International career
- 2015: Mali U-20 / 2 / (0)

= Alassane Diallo (Malian footballer) =

Malian footballer (born 1995)

Alassane Diallo (born 19 February 1995) is a Malian football player who plays as a midfielder.

== Club career ==

Diallo signed with Standard Liège in 2014, joining from K.A.S. Eupen. Previously he has been formed with the Aspire Academy in Qatar. Then K.V.C. Westerlo signed Diallo on a one-year loan deal. He made his Belgian Pro League debut with Westerlo at 19 October 2014 against K.R.C. Genk in a 3-1 away defeat.
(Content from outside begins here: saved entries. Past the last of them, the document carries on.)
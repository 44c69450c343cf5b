//! Common test utilities and helpers for the sprite list tests
//!
//! Fixture images are written into a caller-owned temporary directory so each
//! test cleans up after itself.

#![allow(dead_code)]

use std::path::{Path, PathBuf};

use image::{ImageFormat, Rgba, RgbaImage};

/// Distinct opaque colours, one per fixture image.
pub const PALETTE: [[u8; 4]; 6] = [
    [255, 0, 0, 255],   // Red
    [0, 255, 0, 255],   // Green
    [0, 0, 255, 255],   // Blue
    [255, 255, 0, 255], // Yellow
    [0, 255, 255, 255], // Cyan
    [255, 0, 255, 255], // Magenta
];

/// Write a solid-colour image in the given format.
pub fn write_solid(dir: &Path, name: &str, w: u32, h: u32, colour: [u8; 4], format: ImageFormat) -> PathBuf {
    let path = dir.join(name);
    RgbaImage::from_pixel(w, h, Rgba(colour))
        .save_with_format(&path, format)
        .expect("fixture image should be writable");
    path
}

/// Write `count` solid PNGs of varying sizes, coloured from [`PALETTE`].
pub fn write_palette_pngs(dir: &Path, count: usize) -> Vec<PathBuf> {
    (0..count)
        .map(|i| {
            let name = format!("sprite_{i}.png");
            write_solid(dir, &name, 5 + i as u32, 9 - (i as u32 % 4), PALETTE[i % PALETTE.len()], ImageFormat::Png)
        })
        .collect()
}

/// Write a file that no decoder accepts.
pub fn write_garbage(dir: &Path, name: &str) -> PathBuf {
    let path = dir.join(name);
    std::fs::write(&path, b"definitely not an image").expect("fixture file should be writable");
    path
}

/// Assert every pixel of a `side`-pixel cell at `(x, y)` equals `expected`.
pub fn assert_cell(sheet: &RgbaImage, x: u32, y: u32, side: u32, expected: [u8; 4]) {
    for dy in 0..side {
        for dx in 0..side {
            let px = sheet.get_pixel(x + dx, y + dy).0;
            assert_eq!(px, expected, "pixel ({}, {})", x + dx, y + dy);
        }
    }
}
// SPDX-License-Identifier: MIT
//! # Cell Scaling Plans and Resampling Presets
//!
//! Every source image is forced into a square cell. Aspect ratio is not
//! preserved: a 300×100 source becomes `side × side` exactly, the same way a
//! stretched bitmap would.
//!
//! The resampling filter is selectable. [`Resample::Lanczos3`] is the default
//! because it gives the sharpest downscale of the convolution filters;
//! [`Resample::Nearest`] is there for pixel art, where blending neighbours
//! would smear hard edges.

use fast_image_resize::{FilterType, ResizeAlg};

/// Represents a 2D size with width and height in pixels.
#[derive(Clone, Copy, Debug, PartialEq, Eq)]
pub struct Size {
    pub w: u32,
    pub h: u32,
}

impl Size {
    /// A square of the given edge length.
    pub fn square(side: u32) -> Self {
        Self { w: side, h: side }
    }

    /// Number of bytes an RGBA8 buffer of this size occupies.
    pub fn rgba_len(self) -> usize {
        (self.w as usize) * (self.h as usize) * 4
    }

    pub fn is_empty(self) -> bool {
        self.w == 0 || self.h == 0
    }
}

/// Resampling filter used when scaling a source image into its cell.
#[derive(Clone, Copy, Debug, Default, PartialEq, Eq, clap::ValueEnum)]
pub enum Resample {
    /// Nearest neighbour. No filtering; keeps hard pixel edges.
    Nearest,
    /// Bilinear convolution. Fast, slightly soft.
    Bilinear,
    /// Catmull-Rom cubic convolution.
    CatmullRom,
    /// Lanczos3 convolution. Highest quality, default.
    #[default]
    Lanczos3,
}

impl Resample {
    /// Map the preset to the fast_image_resize algorithm.
    pub fn to_alg(self) -> ResizeAlg {
        match self {
            Resample::Nearest => ResizeAlg::Nearest,
            Resample::Bilinear => ResizeAlg::Convolution(FilterType::Bilinear),
            Resample::CatmullRom => ResizeAlg::Convolution(FilterType::CatmullRom),
            Resample::Lanczos3 => ResizeAlg::Convolution(FilterType::Lanczos3),
        }
    }

    /// Whether the filter blends neighbouring pixels.
    pub fn is_filtered(self) -> bool {
        !matches!(self, Resample::Nearest)
    }
}

/// Scaling plan for one source image into one grid cell.
#[derive(Clone, Copy, Debug, PartialEq, Eq)]
pub struct CellPlan {
    /// Decoded source dimensions
    pub input: Size,
    /// Cell dimensions, always square
    pub out: Size,
    /// Filter to apply
    pub resample: Resample,
}

impl CellPlan {
    /// True when the source already has the cell's dimensions and can be
    /// copied without resampling.
    pub fn is_identity(&self) -> bool {
        self.input == self.out
    }
}

/// Build the plan that stretches `input` to a `cell_side × cell_side` square.
///
/// `cell_side` is clamped to at least 1px.
pub fn build_cell_plan(input: Size, cell_side: u32, resample: Resample) -> CellPlan {
    CellPlan {
        input,
        out: Size::square(cell_side.max(1)),
        resample,
    }
}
He replaced Christian Dorda after 86 minutes.

==Club statistics==

| Club | Season | League |  | Cup |  | Europe |  | Total |  |
| Apps | Goals | Apps | Goals | Apps | Goals | Apps | Goals |
Eupen
| 2012–13 | 5 | 1 | 0 | 0 | – | – | 5 | 1 |
| 2013–14 | 31 | 2 | 2 | 1 | – | – | 33 | 3 |
| Total | 36 | 3 | 2 | 1 | – | – | 38 | 4 |
Westerlo
| 2014–15 | 7 | 0 | 0 | 0 | – | – | 7 | 0 |
| Total | 7 | 0 | 0 | 0 | – | – | 7 | 0 |
Újpest
| 2017–18 | 11 | 0 | 8 | 0 | – | – | 18 | 0 |
| 2018–19 | 15 | 2 | 2 | 0 | 3 | 0 | 20 | 2 |
| Total | 26 | 2 | 10 | 0 | 3 | 0 | 39 | 2 |
| Career Total |  | 69 | 5 | 12 | 1 | 3 | 0 | 84 | 6 |

Updated to games played as of 19 May 2019.